Kilter nodded from amid his blankets.

"We're off to a good start, then." Catrío put her hands on her hips, then turned around and, lifting a small panel in the wall, pressed one of two round buttons that had been hidden beneath it. The shelves jerked, and then began to slide slowly downwards within the opening in the wall that they were set in, revealing more shelves and books. "Shev showed me this years ago. You can only see five shelves at a time, but there are more stored in the wall. Pushing these buttons slides the shelves up and down so any book you want can come into the opening here. Lovely, isn't it? If we didn't have this, the shelves would be ever so tall, and the only way to reach the higher ones would be to climb a ladder."

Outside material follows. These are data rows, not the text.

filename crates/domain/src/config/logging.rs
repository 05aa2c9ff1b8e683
use serde::{Deserialize, Serialize};

/// Logging configuration
#[derive(Debug, Clone, Deserialize, Serialize)]
pub struct LoggingConfig {
    /// Log level (default: "info")
    /// Options: "trace", "debug", "info", "warn", "error"
    #[serde(default = "default_log_level")]
    pub level: String,

    /// Emit JSON lines instead of human-readable output
    #[serde(default)]
    pub json: bool,
}

impl Default for LoggingConfig {
    fn default() -> Self {
        Self {
            level: default_log_level(),
            json: false,
        }
    }
}

fn default_log_level() -> String {
    "info".to_string()
}
use std::sync::atomic::{AtomicU64, AtomicUsize, Ordering};
use std::sync::Arc;
use tracing::warn;

/// Default ceiling for concurrently forwarded queries.
pub const DEFAULT_MAX_CONCURRENT_QUERIES: usize = 5000;

/// Process-wide gate in front of upstream-bound work.
///
/// The check and the increment are two separate atomic operations; under
/// extreme contention the counter can briefly overshoot the ceiling by the
/// number of racing callers.
#[derive(Debug)]
pub struct AdmissionController {
    in_flight: Arc<AtomicUsize>,
    ceiling: usize,
    denied: AtomicU64,
}

impl AdmissionController {
    pub fn new(ceiling: usize) -> Self {
        Self {
            in_flight: Arc::new(AtomicUsize::new(0)),
            ceiling,
            denied: AtomicU64::new(0),
        }
    }

    /// Returns a permit, or `None` when the ceiling has been reached.
    pub fn try_admit(&self) -> Option<AdmissionPermit> {
        let current = self.in_flight.load(Ordering::Acquire);
        if current >= self.ceiling {
            let denied = self.denied.fetch_add(1, Ordering::Relaxed) + 1;
            warn!(
                in_flight = current,
                ceiling = self.ceiling,
                denied_total = denied,
                "Admission denied: concurrent query ceiling reached"
            );
            return None;
        }

        self.in_flight.fetch_add(1, Ordering::AcqRel);
        Some(AdmissionPermit {
            in_flight: Arc::clone(&self.in_flight),
        })
    }

    pub fn in_flight(&self) -> usize {
        self.in_flight.load(Ordering::Acquire)
    }

    pub fn ceiling(&self) -> usize {
        self.ceiling
    }

    /// Requests turned away since startup.
    pub fn denied(&self) -> u64 {
        self.denied.load(Ordering::Relaxed)
    }
}

impl Default for AdmissionController {
    fn default() -> Self {
        Self::new(DEFAULT_MAX_CONCURRENT_QUERIES)
    }
}

/// Slot held by one admitted pipeline invocation; released on drop.
#[must_use = "dropping the permit releases the admission slot immediately"]
#[derive(Debug)]
pub struct AdmissionPermit {
    in_flight: Arc<AtomicUsize>,
}

impl Drop for AdmissionPermit {
    fn drop(&mut self) {
        self.in_flight.fetch_sub(1, Ordering::AcqRel);
    }
}
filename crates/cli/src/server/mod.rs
pub mod dns;
pub mod web;

pub use dns::start_dns_server;
pub use web::start_web_server;
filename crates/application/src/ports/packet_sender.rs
use async_trait::async_trait;
use ferrous_relay_domain::DomainError;
use std::net::SocketAddr;

/// Delivers an encoded reply to the client that asked.
#[async_trait]
pub trait PacketSender: Send + Sync {
    async fn send(&self, packet: &[u8], destination: SocketAddr) -> Result<(), DomainError>;
}
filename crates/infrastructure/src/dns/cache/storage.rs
use super::entry::{CacheEntry, Deadlines};
use super::{CacheKey, CacheMetrics};
use dashmap::mapref::entry::Entry;
use dashmap::DashMap;
use hickory_proto::op::ResponseCode;
use hickory_proto::rr::Record;
use rustc_hash::FxBuildHasher;
use std::collections::HashMap;
use std::sync::atomic::Ordering as AtomicOrdering;
use std::sync::Arc;
use std::time::Instant;
use tracing::{debug, info};

/// Number of independently locked partitions of the keyspace.
pub const CACHE_SHARD_COUNT: usize = 16;

/// Sharded answer cache.
///
/// Each shard is a reader/writer-locked map selected by the Fx hash of the
/// key, so writers on one shard never block readers or writers on another.
/// Every method takes and releases its shard lock synchronously; nothing here
/// awaits while a lock is held.
pub struct DnsCache {
    cache: DashMap<CacheKey, CacheEntry, FxBuildHasher>,
    metrics: Arc<CacheMetrics>,
}

impl DnsCache {
    pub fn new(capacity: usize) -> Self {
        info!(
            capacity = capacity,
            shards = CACHE_SHARD_COUNT,
            "Initializing DNS cache"
        );

        let cache: DashMap<CacheKey, CacheEntry, FxBuildHasher> =
            DashMap::with_capacity_and_hasher_and_shard_amount(
                capacity,
                FxBuildHasher::default(),
                CACHE_SHARD_COUNT,
            );

        Self {
            cache,
            metrics: Arc::new(CacheMetrics::default()),
        }
    }

    /// Raw lookup under the shard read lock. Freshness is left to the caller.
    pub fn lookup(&self, key: &CacheKey) -> Option<CacheEntry> {
        self.cache.get(key).map(|entry| entry.value().clone())
    }

    /// Lookup that only returns entries whose deadline is after `now`, and
    /// records the hit or miss.
    pub fn get_fresh(&self, key: &CacheKey, now: Instant) -> Option<CacheEntry> {
        match self.lookup(key) {
            Some(entry) if entry.is_fresh(now) => {
                self.metrics.hits.fetch_add(1, AtomicOrdering::Relaxed);
                Some(entry)
            }
            _ => {
                self.metrics.misses.fetch_add(1, AtomicOrdering::Relaxed);
                None
            }
        }
    }

    /// Insert or refresh in place. The whole read-modify-write runs under the
    /// key's shard write lock.
    pub fn upsert(
        &self,
        key: CacheKey,
        answers: Arc<[Record]>,
        response_code: ResponseCode,
        deadlines: Deadlines,
    ) -> CacheEntry {
        match self.cache.entry(key) {
            Entry::Occupied(mut occupied) => {
                let entry = occupied.get_mut();
                entry.answers = answers;
                entry.response_code = response_code;
                entry.deadline = deadlines.deadline;
                entry.original_deadline = deadlines.original_deadline;
                self.metrics.refreshes.fetch_add(1, AtomicOrdering::Relaxed);

                debug!(key = %occupied.key(), "Refreshed cache entry");
                occupied.get().clone()
            }
            Entry::Vacant(vacant) => {
                let entry = CacheEntry::new(answers, response_code, deadlines);
                self.metrics
                    .insertions
                    .fetch_add(1, AtomicOrdering::Relaxed);

                debug!(key = %vacant.key(), "Inserted into cache");
                vacant.insert(entry.clone());
                entry
            }
        }
    }

    pub fn remove(&self, key: &CacheKey) -> bool {
        let removed = self.cache.remove(key).is_some();
        if removed {
            self.metrics.removals.fetch_add(1, AtomicOrdering::Relaxed);
            debug!(key = %key, "Removed from cache");
        }
        removed
    }

    /// Independent copy of every entry still fresh right now.
    pub fn snapshot(&self) -> HashMap<CacheKey, CacheEntry> {
        self.snapshot_at(Instant::now())
    }

    /// Shards are read-locked one at a time while they are walked; the
    /// returned map shares no mutable state with the store.
    pub fn snapshot_at(&self, now: Instant) -> HashMap<CacheKey, CacheEntry> {
        self.cache
            .iter()
            .filter(|entry| entry.value().is_fresh(now))
            .map(|entry| (entry.key().clone(), entry.value().clone()))
            .collect()
    }

    pub fn len(&self) -> usize {
        self.cache.len()
    }

    pub fn is_empty(&self) -> bool {
        self.cache.is_empty()
    }

    pub fn shard_count(&self) -> usize {
        CACHE_SHARD_COUNT
    }

    pub fn clear(&self) {
        self.cache.clear();
        info!("Cache cleared");
    }

    pub fn metrics(&self) -> Arc<CacheMetrics> {
        Arc::clone(&self.metrics)
    }
}
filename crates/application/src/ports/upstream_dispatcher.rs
use async_trait::async_trait;
use bytes::Bytes;
use ferrous_relay_domain::{DomainError, UpstreamSelection};

/// Sends a wire-format query to the selected upstream and returns the raw
/// response bytes.
///
/// Implementations own failover, per-attempt timeouts, alias resolution and
/// the response size limit. A successful return means some server produced
/// a response no larger than the limit; it may still carry an error rcode.
#[async_trait]
pub trait UpstreamDispatcher: Send + Sync {
    async fn send(&self, query: &[u8], selection: &UpstreamSelection)
        -> Result<Bytes, DomainError>;
}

Shev set Kilter's injured leg on a cushion-softened stool then joined Catrío by the sliding bookshelf. He reached out a hand to let his leather fingertips graze the backs of the books as they moved, and Catrío smiled at the action.

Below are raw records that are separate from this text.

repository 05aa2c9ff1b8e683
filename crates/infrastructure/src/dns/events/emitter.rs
use super::CacheWriteEvent;
use crate::dns::cache::{CacheAccessCallback, CacheEntry, CacheKey};
use ferrous_relay_domain::DomainError;
use std::sync::Arc;
use std::time::Instant;
use tokio::sync::mpsc;

/// Non-blocking emitter for cache write events.
///
/// Uses an unbounded channel, so `emit` never awaits. Events are
/// fire-and-forget: a closed channel drops them silently and never fails
/// the cache write.
#[derive(Clone)]
pub struct CacheEventEmitter {
    sender: Option<mpsc::UnboundedSender<CacheWriteEvent>>,
}

impl CacheEventEmitter {
    /// Creates a disabled emitter; `emit()` becomes a no-op.
    pub fn new_disabled() -> Self {
        Self { sender: None }
    }

    /// Creates an enabled emitter and returns the receiver for the consumer
    /// task.
    pub fn new_enabled() -> (Self, mpsc::UnboundedReceiver<CacheWriteEvent>) {
        let (tx, rx) = mpsc::unbounded_channel();
        let emitter = Self { sender: Some(tx) };
        (emitter, rx)
    }

    pub fn emit(&self, event: CacheWriteEvent) {
        if let Some(ref tx) = self.sender {
            let _ = tx.send(event);
        }
    }

    pub fn is_enabled(&self) -> bool {
        self.sender.is_some()
    }
}

impl CacheAccessCallback for CacheEventEmitter {
    fn on_cache_write(&self, key: &CacheKey, entry: &CacheEntry) -> Result<(), DomainError> {
        if !self.is_enabled() {
            return Ok(());
        }

        let now = Instant::now();
        self.emit(CacheWriteEvent::new(
            Arc::clone(&key.domain),
            key.record_type,
            entry.answers.len(),
            entry.remaining_ttl(now),
            !entry.is_fresh(now),
        ));
        Ok(())
    }
}

impl Default for CacheEventEmitter {
    fn default() -> Self {
        Self::new_disabled()
    }
}

impl std::fmt::Debug for CacheEventEmitter {
    fn fmt(&self, f: &mut std::fmt::Formatter<'_>) -> std::fmt::Result {
        f.debug_struct("CacheEventEmitter")
            .field("enabled", &self.is_enabled())
            .finish()
    }
}
use ferrous_relay_infrastructure::dns::{ResolutionPipeline, UdpDnsServer};
use std::sync::Arc;
use tokio::net::UdpSocket;

pub async fn start_dns_server(
    socket: Arc<UdpSocket>,
    pipeline: Arc<ResolutionPipeline>,
) -> anyhow::Result<()> {
    UdpDnsServer::new(socket, pipeline).run().await?;
    Ok(())
}
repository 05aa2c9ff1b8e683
use ferrous_relay_domain::{normalize_domain, DnsQuery, RecordType};
use std::fmt;
use std::sync::Arc;

/// Cache key: normalized domain plus query type.
///
/// The domain is shared (`Arc<str>`) with the `DnsQuery` it was built from,
/// so deriving a key on the hot path never copies the name.
#[derive(Clone, Debug, PartialEq, Eq, Hash)]
pub struct CacheKey {
    pub domain: Arc<str>,
    pub record_type: RecordType,
}

impl CacheKey {
    #[inline]
    pub fn new(domain: &str, record_type: RecordType) -> Self {
        Self {
            domain: Arc::from(normalize_domain(domain).as_str()),
            record_type,
        }
    }
}

impl From<&DnsQuery> for CacheKey {
    #[inline]
    fn from(query: &DnsQuery) -> Self {
        Self {
            domain: Arc::clone(&query.domain),
            record_type: query.record_type,
        }
    }
}

impl fmt::Display for CacheKey {
    fn fmt(&self, f: &mut fmt::Formatter<'_>) -> fmt::Result {
        write!(f, "{}/{}", self.domain, self.record_type)
    }
}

"Shev likes books. He spends a lot of time in here, and likes me to read out loud to him. That's probably why I talk so much, having read so much to him ever since I was little."

Shev nodded, cheek-plates sliding to narrow his eyeholes into his smile-like appearance. Slowly, he lifted a hand to stroke Catrío's hair. It was strange, seeing something that had torn apart panines and tree limbs move with such gentleness, particularly something made out of metal. Come to think of it, Kilter realized that almost all the metal-man's actions inside the house were as slow and careful as if he expected the floor and things around him to splinter at any moment.

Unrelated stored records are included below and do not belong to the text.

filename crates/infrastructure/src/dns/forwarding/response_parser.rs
use ferrous_relay_domain::DomainError;
use hickory_proto::op::{Message, MessageType, ResponseCode};
use hickory_proto::rr::Record;
use tracing::debug;

/// Upstream answer reduced to what the cache stores.
#[derive(Debug, Clone)]
pub struct DnsResponse {
    pub answers: Vec<Record>,

    pub rcode: ResponseCode,

    pub truncated: bool,

    pub min_ttl: Option<u32>,
}

impl DnsResponse {
    pub fn is_nxdomain(&self) -> bool {
        self.rcode == ResponseCode::NXDomain
    }

    /// Only NOERROR and NXDOMAIN answers are stored. SERVFAIL, REFUSED,
    /// NOTIMP and the rest mean the upstream could not answer.
    pub fn is_cacheable(&self) -> bool {
        matches!(self.rcode, ResponseCode::NoError | ResponseCode::NXDomain)
    }
}

pub struct ResponseParser;

impl ResponseParser {
    pub fn parse(response_bytes: &[u8]) -> Result<DnsResponse, DomainError> {
        Ok(Self::reduce(Self::decode(response_bytes)?))
    }

    /// Parse `response_bytes` as the reply to `request_bytes`.
    ///
    /// The reply must be a response carrying the request's ID and the same
    /// first question (name, type and class), otherwise it is rejected as
    /// `InvalidDnsResponse`.
    pub fn parse_reply(
        request_bytes: &[u8],
        response_bytes: &[u8],
    ) -> Result<DnsResponse, DomainError> {
        let response = Self::decode(response_bytes)?;
        Self::check_reply(request_bytes, &response)?;
        Ok(Self::reduce(response))
    }

    /// Same checks as [`ResponseParser::parse_reply`] without building a
    /// [`DnsResponse`].
    pub fn verify_reply(request_bytes: &[u8], response_bytes: &[u8]) -> Result<(), DomainError> {
        let response = Self::decode(response_bytes)?;
        Self::check_reply(request_bytes, &response)
    }

    fn decode(response_bytes: &[u8]) -> Result<Message, DomainError> {
        Message::from_vec(response_bytes).map_err(|e| {
            DomainError::InvalidDnsResponse(format!("Failed to parse DNS response: {}", e))
        })
    }

    fn check_reply(request_bytes: &[u8], response: &Message) -> Result<(), DomainError> {
        let request = Message::from_vec(request_bytes).map_err(|e| {
            DomainError::InvalidQuery(format!("Failed to parse upstream query: {}", e))
        })?;

        if response.message_type() != MessageType::Response {
            return Err(DomainError::InvalidDnsResponse(
                "upstream message is not a response".into(),
            ));
        }

        if response.id() != request.id() {
            debug!(
                expected = request.id(),
                received = response.id(),
                "Upstream response ID mismatch"
            );
            return Err(DomainError::InvalidDnsResponse(format!(
                "response ID {} does not match query ID {}",
                response.id(),
                request.id()
            )));
        }

        let Some(asked) = request.queries().first() else {
            return Ok(());
        };
        let answered = response.queries().first().ok_or_else(|| {
            DomainError::InvalidDnsResponse("response carries no question".into())
        })?;

        let same_name =
            normalize(&asked.name().to_ascii()) == normalize(&answered.name().to_ascii());
        if !same_name
            || asked.query_type() != answered.query_type()
            || asked.query_class() != answered.query_class()
        {
            return Err(DomainError::InvalidDnsResponse(format!(
                "response question {} {} does not match query {} {}",
                answered.name(),
                answered.query_type(),
                asked.name(),
                asked.query_type()
            )));
        }

        Ok(())
    }

    fn reduce(message: Message) -> DnsResponse {
        let rcode = message.response_code();
        let truncated = message.truncated();
        let answers = message.answers().to_vec();
        let min_ttl = answers.iter().map(|r| r.ttl()).min();

        debug!(
            rcode = ?rcode,
            answers = answers.len(),
            min_ttl = ?min_ttl,
            truncated = truncated,
            "DNS response parsed"
        );

        DnsResponse {
            answers,
            rcode,
            truncated,
            min_ttl,
        }
    }

    pub fn rcode_to_status(rcode: ResponseCode) -> &'static str {
        match rcode {
            ResponseCode::NoError => "NOERROR",
            ResponseCode::NXDomain => "NXDOMAIN",
            ResponseCode::ServFail => "SERVFAIL",
            ResponseCode::Refused => "REFUSED",
            ResponseCode::NotImp => "NOTIMP",
            ResponseCode::FormErr => "FORMERR",
            _ => "UNKNOWN",
        }
    }
}

fn normalize(name: &str) -> String {
    name.trim_end_matches('.').to_ascii_lowercase()
}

"Oh, you'll like this book. A History of Nautical Advancements In The Early Centuries." Catrío stopped the shelves and pulled out a large book covered with grey fabric. "It's all about boats and things, full of blueprints that let you see how everything's put together. You should learn to read this one, Kilter."

She handed the book to Kilter and he flipped it open to find thick clusters of marks set in rows on the pages, alongside detailed images of strange, curved-bottomed contraptions. Though as structurally different from them as could be, the lines and shapes used to create the boats in this book's images reminded Kilter of the flying machines in his notebook, and he brought the book closer to his face to study them. The sound of Shev squeaking interrupted him, and he glanced up as the metal-man took over Catrío's position at the buttons controlling the shelf. With one hand he pushed down a button, and with the other he beckoned to Catrío. She dug a handful of embroidery thread, bits of paper, and stub of pencil, a few buttons out of her pocket, then a little pad of parchment, and this she held out to Shev. As the metal-man started making his rows of marks on the pad with the pencil, she nodded at the action, glancing at Kilter.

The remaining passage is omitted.